Generally speaking, sustainability is the ability of a system to keep itself alive by maintaining the necessary processes.
Accordingly, a sustainable development of a system avoids using up the resources it feeds on in the process of growing. Due to man's considerable impact on the eco-systems of our world, its future depends heavily on "human sustainability": a sustainable mode of living. Such a way of life is capable of fulfilling the requirements of a sustainable development - which is essentially a "development which meets the needs of the present without compromising the ability of future generations to meet their own needs" (Brundland Report 1987). This can only be achieved if economic growth keeps within the bounds of environmental constraints (so that nature can "sustain" itself) and provides equitably (in terms of well-being, health protection and prosperity etc) for all people across the globe today and tomorrow.

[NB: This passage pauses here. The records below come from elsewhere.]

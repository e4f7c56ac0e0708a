//! Byte retrieval for validated references.

use crate::FetchConfig;
use async_trait::async_trait;
use std::sync::Arc;
use tokio::io::{AsyncRead, AsyncReadExt};
use tracing::{debug, instrument};
use vermeer_core::{AssetReference, RequestContext};
use vermeer_error::{
    AssetError, AssetErrorKind, AssetResult, HttpError, StorageError, StorageErrorKind,
};

/// Fetches bytes over HTTP(S).
///
/// Implementations need not check URL safety; callers validate first.
#[async_trait]
pub trait HttpFetcher: Send + Sync {
    /// Download the full body at `url`.
    async fn fetch_bytes(&self, url: &str) -> Result<Vec<u8>, HttpError>;
}

/// Streaming reader returned by [`ObjectStorage::open`].
pub type ObjectReader = Box<dyn AsyncRead + Send + Unpin>;

/// Opens objects by storage URI, e.g. `gs://bucket/key`.
#[async_trait]
pub trait ObjectStorage: Send + Sync {
    /// Open a stream over the object's contents.
    async fn open(&self, uri: &str) -> Result<ObjectReader, StorageError>;
}

/// [`HttpFetcher`] built on reqwest.
///
/// Redirects are not followed since the target of a redirect has not been
/// validated. Non-success statuses and oversized bodies are errors.
#[derive(Debug, Clone)]
pub struct ReqwestFetcher {
    client: reqwest::Client,
    max_bytes: usize,
}

impl ReqwestFetcher {
    /// Build a fetcher with the given limits.
    ///
    /// # Errors
    ///
    /// Returns an error if the underlying client cannot be constructed.
    pub fn new(config: &FetchConfig) -> Result<Self, HttpError> {
        Self::from_builder(client_builder(config), config)
    }

    fn from_builder(builder: reqwest::ClientBuilder, config: &FetchConfig) -> Result<Self, HttpError> {
        let client = builder
            .build()
            .map_err(|e| HttpError::new(format!("Failed to build HTTP client: {}", e)))?;
        Ok(Self {
            client,
            max_bytes: *config.max_bytes(),
        })
    }

    fn too_large(&self, size: usize) -> HttpError {
        HttpError::new(format!(
            "Payload of {} bytes exceeds limit of {} bytes",
            size, self.max_bytes
        ))
    }
}

fn client_builder(config: &FetchConfig) -> reqwest::ClientBuilder {
    reqwest::Client::builder()
        .timeout(config.timeout())
        .redirect(reqwest::redirect::Policy::none())
}

#[async_trait]
impl HttpFetcher for ReqwestFetcher {
    #[instrument(skip(self))]
    async fn fetch_bytes(&self, url: &str) -> Result<Vec<u8>, HttpError> {
        let mut response = self
            .client
            .get(url)
            .send()
            .await
            .map_err(|e| HttpError::new(format!("Request failed: {}", e)))?;

        let status = response.status();
        if !status.is_success() {
            return Err(HttpError::with_status(
                status.as_u16(),
                status.canonical_reason().unwrap_or("unsuccessful response"),
            ));
        }

        if let Some(length) = response.content_length() {
            let length = usize::try_from(length).unwrap_or(usize::MAX);
            if length > self.max_bytes {
                return Err(self.too_large(length));
            }
        }

        let mut data = Vec::new();
        while let Some(chunk) = response
            .chunk()
            .await
            .map_err(|e| HttpError::new(format!("Failed to read body: {}", e)))?
        {
            if data.len() + chunk.len() > self.max_bytes {
                return Err(self.too_large(data.len() + chunk.len()));
            }
            data.extend_from_slice(&chunk);
        }

        debug!(bytes = data.len(), "Downloaded body");
        Ok(data)
    }
}

/// Dispatches a reference to object storage or HTTP by its kind.
#[derive(Clone)]
pub struct AssetFetcher {
    http: Arc<dyn HttpFetcher>,
    storage: Option<Arc<dyn ObjectStorage>>,
}

impl std::fmt::Debug for AssetFetcher {
    fn fmt(&self, f: &mut std::fmt::Formatter<'_>) -> std::fmt::Result {
        f.debug_struct("AssetFetcher")
            .field("object_storage", &self.storage.is_some())
            .finish_non_exhaustive()
    }
}

impl AssetFetcher {
    /// Fetcher without object storage support.
    pub fn new(http: Arc<dyn HttpFetcher>) -> Self {
        Self {
            http,
            storage: None,
        }
    }

    /// Add an object storage backend.
    pub fn with_object_storage(mut self, storage: Arc<dyn ObjectStorage>) -> Self {
        self.storage = Some(storage);
        self
    }

    /// Retrieve the bytes behind an already validated reference.
    ///
    /// Failures are reported as [`AssetErrorKind::AssetUnavailable`]; the
    /// caller decides whether that is fatal.
    #[instrument(skip(self, ctx, reference), fields(source_uri = %reference.source_uri(), kind = %reference.kind()))]
    pub async fn fetch(&self, ctx: &RequestContext, reference: &AssetReference) -> AssetResult<Vec<u8>> {
        let uri = reference.source_uri();
        let data = if reference.is_object_storage() {
            let storage = self.storage.as_ref().ok_or_else(|| {
                unavailable(StorageError::new(StorageErrorKind::Unconfigured(
                    uri.to_string(),
                )))
            })?;
            ctx.run(read_object(storage.as_ref(), uri))
                .await?
                .map_err(unavailable)?
        } else {
            ctx.run(self.http.fetch_bytes(uri))
                .await?
                .map_err(unavailable)?
        };
        debug!(bytes = data.len(), "Fetched asset");
        Ok(data)
    }
}

async fn read_object(storage: &dyn ObjectStorage, uri: &str) -> Result<Vec<u8>, StorageError> {
    let mut reader = storage.open(uri).await?;
    let mut data = Vec::new();
    reader
        .read_to_end(&mut data)
        .await
        .map_err(|e| StorageError::new(StorageErrorKind::Io(e.to_string())))?;
    Ok(data)
}

#[track_caller]
fn unavailable(err: impl std::fmt::Display) -> AssetError {
    debug!(error = %err, "Asset fetch failed");
    AssetError::new(AssetErrorKind::AssetUnavailable(err.to_string()))
}
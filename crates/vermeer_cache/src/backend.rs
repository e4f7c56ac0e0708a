//! The cache backend contract.

use crate::CacheValue;
use async_trait::async_trait;
use std::time::Duration;

/// A shared TTL key/value store.
///
/// Usage is strictly cache-aside: callers check before doing work, populate
/// after success, and treat a miss as normal. Implementations need no
/// cross-key locking; concurrent writers for one key may race and the last
/// write wins.
#[async_trait]
pub trait AssetCache: Send + Sync {
    /// Look up a live value.
    async fn get(&self, key: &str) -> Option<CacheValue>;

    /// Store a value for `ttl`.
    async fn set(&self, key: &str, value: CacheValue, ttl: Duration);

    /// Drop a value if present.
    async fn remove(&self, key: &str);
}
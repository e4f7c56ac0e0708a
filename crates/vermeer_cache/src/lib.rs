//! Cache-aside storage for the Vermeer asset pipeline.
//!
//! Two namespaces share one backend: bytes fetched from a source URI, and the
//! remote registration for a source URI. Values read back are trusted; they
//! were validated when written.

#![warn(missing_docs)]
#![forbid(unsafe_code)]

mod backend;
mod memory;
mod typed;
mod value;

pub use backend::AssetCache;
pub use memory::{CacheEntry, MemoryCache, MemoryCacheConfig};
pub use typed::TypedCache;
pub use value::{BYTES_PREFIX, CacheValue, HANDLE_PREFIX, bytes_key, handle_key};
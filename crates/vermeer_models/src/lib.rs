//! Remote service integrations for Vermeer.
//!
//! [`GeminiClient`] implements both [`vermeer_core::RemoteGenerator`] and
//! [`vermeer_core::RemoteAssetStore`] against the Generative Language REST
//! API. Transient failures are retried with [`retry_with_backoff`].

#![warn(missing_docs)]
#![forbid(unsafe_code)]

mod gemini;
mod retry;

pub use gemini::{
    GeminiClient, GeminiConfig, GenerateContentRequest, GenerateContentResponse,
    from_generate_response, to_generate_request,
};
pub use retry::retry_with_backoff;
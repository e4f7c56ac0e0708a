//! Vermeer command-line interface.

use anyhow::{Context, Result};
use clap::{Parser, Subcommand};
use std::path::PathBuf;
use std::sync::Arc;
use std::time::Duration;
use tracing::info;
use vermeer::observability::{LogFormat, init_tracing};
use vermeer::{
    AssetPipeline, GeminiClient, GenerationJob, ImageGenerationRequestBuilder, ImageGenerator,
    ImagePageRequestBuilder, MemoryCache, ReqwestFetcher, RequestContext, VermeerConfig,
    VermeerResult,
};

/// Reference-guided image generation.
#[derive(Parser, Debug)]
#[command(name = "vermeer")]
#[command(about = "Generate images from a prompt and reference images")]
#[command(version)]
struct Cli {
    /// Path to configuration file
    #[arg(short, long, default_value = "vermeer.toml", env = "VERMEER_CONFIG")]
    config: PathBuf,

    /// Emit logs as JSON
    #[arg(long)]
    json_logs: bool,

    /// Overall deadline in seconds
    #[arg(long)]
    timeout_secs: Option<u64>,

    #[command(subcommand)]
    command: Commands,
}

#[derive(Subcommand, Debug)]
enum Commands {
    /// Generate one image
    Generate {
        /// Instruction text
        #[arg(short, long)]
        prompt: String,

        /// Things the image should avoid
        #[arg(short, long)]
        negative_prompt: Option<String>,

        /// Reference image URI, repeatable
        #[arg(short = 'r', long = "ref")]
        references: Vec<String>,

        /// Seed for reproducible output
        #[arg(short, long)]
        seed: Option<i64>,

        /// Aspect ratio such as 16:9
        #[arg(short, long)]
        aspect_ratio: Option<String>,

        /// System instruction
        #[arg(long)]
        system_prompt: Option<String>,

        /// Upload references to the remote file store instead of inlining them
        #[arg(long)]
        upload: bool,

        /// Output file
        #[arg(short, long)]
        out: PathBuf,
    },

    /// Upload reference images and print their handle URIs
    Register {
        /// Reference image URIs
        #[arg(required = true)]
        uris: Vec<String>,
    },
}

#[tokio::main]
async fn main() -> Result<()> {
    let _ = dotenvy::dotenv();
    let cli = Cli::parse();

    let format = if cli.json_logs {
        LogFormat::Json
    } else {
        LogFormat::Pretty
    };
    init_tracing(format)?;

    let config = VermeerConfig::load_or_default(&cli.config)?;
    info!(config_file = ?cli.config, model = %config.gemini().model(), "Configuration loaded");

    let cache = Arc::new(MemoryCache::new(config.memory_cache_config()));
    let http = Arc::new(ReqwestFetcher::new(config.fetch())?);
    let gemini = Arc::new(GeminiClient::from_env(config.gemini())?);
    let pipeline =
        AssetPipeline::new(config.pipeline_config(), cache, http).with_remote_store(gemini.clone());
    let generator = ImageGenerator::new(pipeline, gemini, config.gemini().model().clone());

    let ctx = match cli.timeout_secs {
        Some(secs) => RequestContext::new().with_timeout(Duration::from_secs(secs)),
        None => RequestContext::new(),
    };

    match cli.command {
        Commands::Generate {
            prompt,
            negative_prompt,
            references,
            seed,
            aspect_ratio,
            system_prompt,
            upload,
            out,
        } => {
            let job: GenerationJob = if references.len() <= 1 {
                let mut builder = ImageGenerationRequestBuilder::default().prompt(prompt);
                if let Some(uri) = references.into_iter().next() {
                    builder = builder.reference_uri(uri);
                }
                if let Some(negative) = negative_prompt {
                    builder = builder.negative_prompt(negative);
                }
                if let Some(seed) = seed {
                    builder = builder.seed(seed);
                }
                if let Some(aspect_ratio) = aspect_ratio {
                    builder = builder.aspect_ratio(aspect_ratio);
                }
                if let Some(system_prompt) = system_prompt {
                    builder = builder.system_prompt(system_prompt);
                }
                builder.build()?.into()
            } else {
                let mut builder = ImagePageRequestBuilder::default()
                    .prompt(prompt)
                    .reference_uris(references);
                if let Some(negative) = negative_prompt {
                    builder = builder.negative_prompt(negative);
                }
                if let Some(seed) = seed {
                    builder = builder.seed(seed);
                }
                if let Some(aspect_ratio) = aspect_ratio {
                    builder = builder.aspect_ratio(aspect_ratio);
                }
                if let Some(system_prompt) = system_prompt {
                    builder = builder.system_prompt(system_prompt);
                }
                builder.build()?.into()
            };

            let result: VermeerResult<_> = if upload {
                generator.generate_with_uploads(&ctx, &job).await
            } else {
                generator.generate_job(&ctx, &job).await.map_err(Into::into)
            };

            let image = result?;
            std::fs::write(&out, &image.data)
                .with_context(|| format!("Failed to write {}", out.display()))?;
            println!(
                "{} ({}, {} bytes, seed {})",
                out.display(),
                image.mime_type,
                image.data.len(),
                image.used_seed
            );
        }
        Commands::Register { uris } => {
            for uri in uris {
                let handle = generator.pipeline().register_asset(&ctx, &uri).await?;
                println!("{}\t{}", uri, handle);
            }
        }
    }

    Ok(())
}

Sustainable development and Agenda 21
Agenda 21 is a global action programme for human sustainability and functions as a framework for the environmentally sound, equitable and economically robust development of the world. For its successful implementation, politicians, businesspeople, scientists, the industry, the public and private sector, non-governmental organizations (NGOs) and the general public are to initiate and further the so-called "Agenda 21 process". This process thrives on people's involvement as individuals, groups, and project partners to tackle issues such as CO2 emissions and energy consumption, salination and loss of water resources, deforestation, decreasing biodiversity, health problems, overpopulation and poverty, waste management, transport etc.